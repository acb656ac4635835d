//! `HTMLAudioElement`-backed media element

use crate::backend::{ElementSignal, MediaElement, SignalSink};
use std::cell::RefCell;
use std::rc::Rc;
use wasm_bindgen::prelude::*;
use wasm_bindgen::JsCast;
use wasm_bindgen_futures::JsFuture;
use web_sys::HtmlAudioElement;

type SharedSink = Rc<RefCell<Option<SignalSink>>>;

/// One audio element reused for every direct track
///
/// Native listeners are installed once; they forward to whichever sink is
/// currently bound, and go quiet while unbound.
pub struct WebAudioElement {
    element: HtmlAudioElement,
    sink: SharedSink,
    listeners: Vec<(&'static str, Closure<dyn FnMut()>)>,
}

impl WebAudioElement {
    pub fn new() -> Result<Self, JsValue> {
        let element = HtmlAudioElement::new()?;
        element.set_preload("auto");

        let mut this = Self {
            element,
            sink: Rc::new(RefCell::new(None)),
            listeners: Vec::new(),
        };

        this.listen("loadedmetadata", |_| ElementSignal::MetadataLoaded)?;
        this.listen("durationchange", |_| ElementSignal::DurationChanged)?;
        this.listen("timeupdate", |_| ElementSignal::TimeUpdate)?;
        this.listen("playing", |_| ElementSignal::Playing)?;
        this.listen("pause", |_| ElementSignal::Paused)?;
        this.listen("ended", |_| ElementSignal::Ended)?;
        this.listen("error", |element| {
            let code = element.error().map_or(0, |e| e.code());
            ElementSignal::Error(format!("media error code {code}"))
        })?;

        Ok(this)
    }

    fn listen(
        &mut self,
        event: &'static str,
        signal: impl Fn(&HtmlAudioElement) -> ElementSignal + 'static,
    ) -> Result<(), JsValue> {
        let sink = Rc::clone(&self.sink);
        let element = self.element.clone();
        let closure = Closure::<dyn FnMut()>::new(move || {
            if let Some(sink) = sink.borrow().as_ref() {
                sink.element(signal(&element));
            }
        });

        self.element
            .add_event_listener_with_callback(event, closure.as_ref().unchecked_ref())?;
        self.listeners.push((event, closure));
        Ok(())
    }

    fn emit(&self, signal: ElementSignal) {
        if let Some(sink) = self.sink.borrow().as_ref() {
            sink.element(signal);
        }
    }
}

impl MediaElement for WebAudioElement {
    fn bind(&mut self, sink: SignalSink) {
        *self.sink.borrow_mut() = Some(sink);
    }

    fn unbind(&mut self) {
        *self.sink.borrow_mut() = None;
    }

    fn set_source(&mut self, url: &str) {
        self.element.set_src(url);
    }

    fn clear_source(&mut self) {
        let _ = self.element.remove_attribute("src");
        self.element.load();
    }

    fn play(&mut self) {
        let promise = match self.element.play() {
            Ok(promise) => promise,
            Err(e) => {
                self.emit(ElementSignal::PlayRejected(format!("{e:?}")));
                return;
            }
        };

        // Rejections land after the call returns; report them to the sink
        // that was bound when play was requested
        let sink = self.sink.borrow().clone();
        wasm_bindgen_futures::spawn_local(async move {
            if let Err(e) = JsFuture::from(promise).await {
                if let Some(sink) = sink {
                    sink.element(ElementSignal::PlayRejected(format!("{e:?}")));
                }
            }
        });
    }

    fn pause(&mut self) {
        let _ = self.element.pause();
    }

    fn set_current_time(&mut self, seconds: f64) {
        self.element.set_current_time(seconds);
    }

    fn current_time(&self) -> f64 {
        self.element.current_time()
    }

    fn duration(&self) -> f64 {
        self.element.duration()
    }

    fn set_volume(&mut self, fraction: f64) {
        self.element.set_volume(fraction.clamp(0.0, 1.0));
    }
}

impl Drop for WebAudioElement {
    fn drop(&mut self) {
        let _ = self.element.pause();
        for (event, closure) in self.listeners.drain(..) {
            let _ = self
                .element
                .remove_event_listener_with_callback(event, closure.as_ref().unchecked_ref());
        }
    }
}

# # # #

EXERCISE OBJECTIVE: Please report how many lines of the listing contain the word "ElementSignal", and include nothing beyond that number.

REPLY TO THE TASK: 12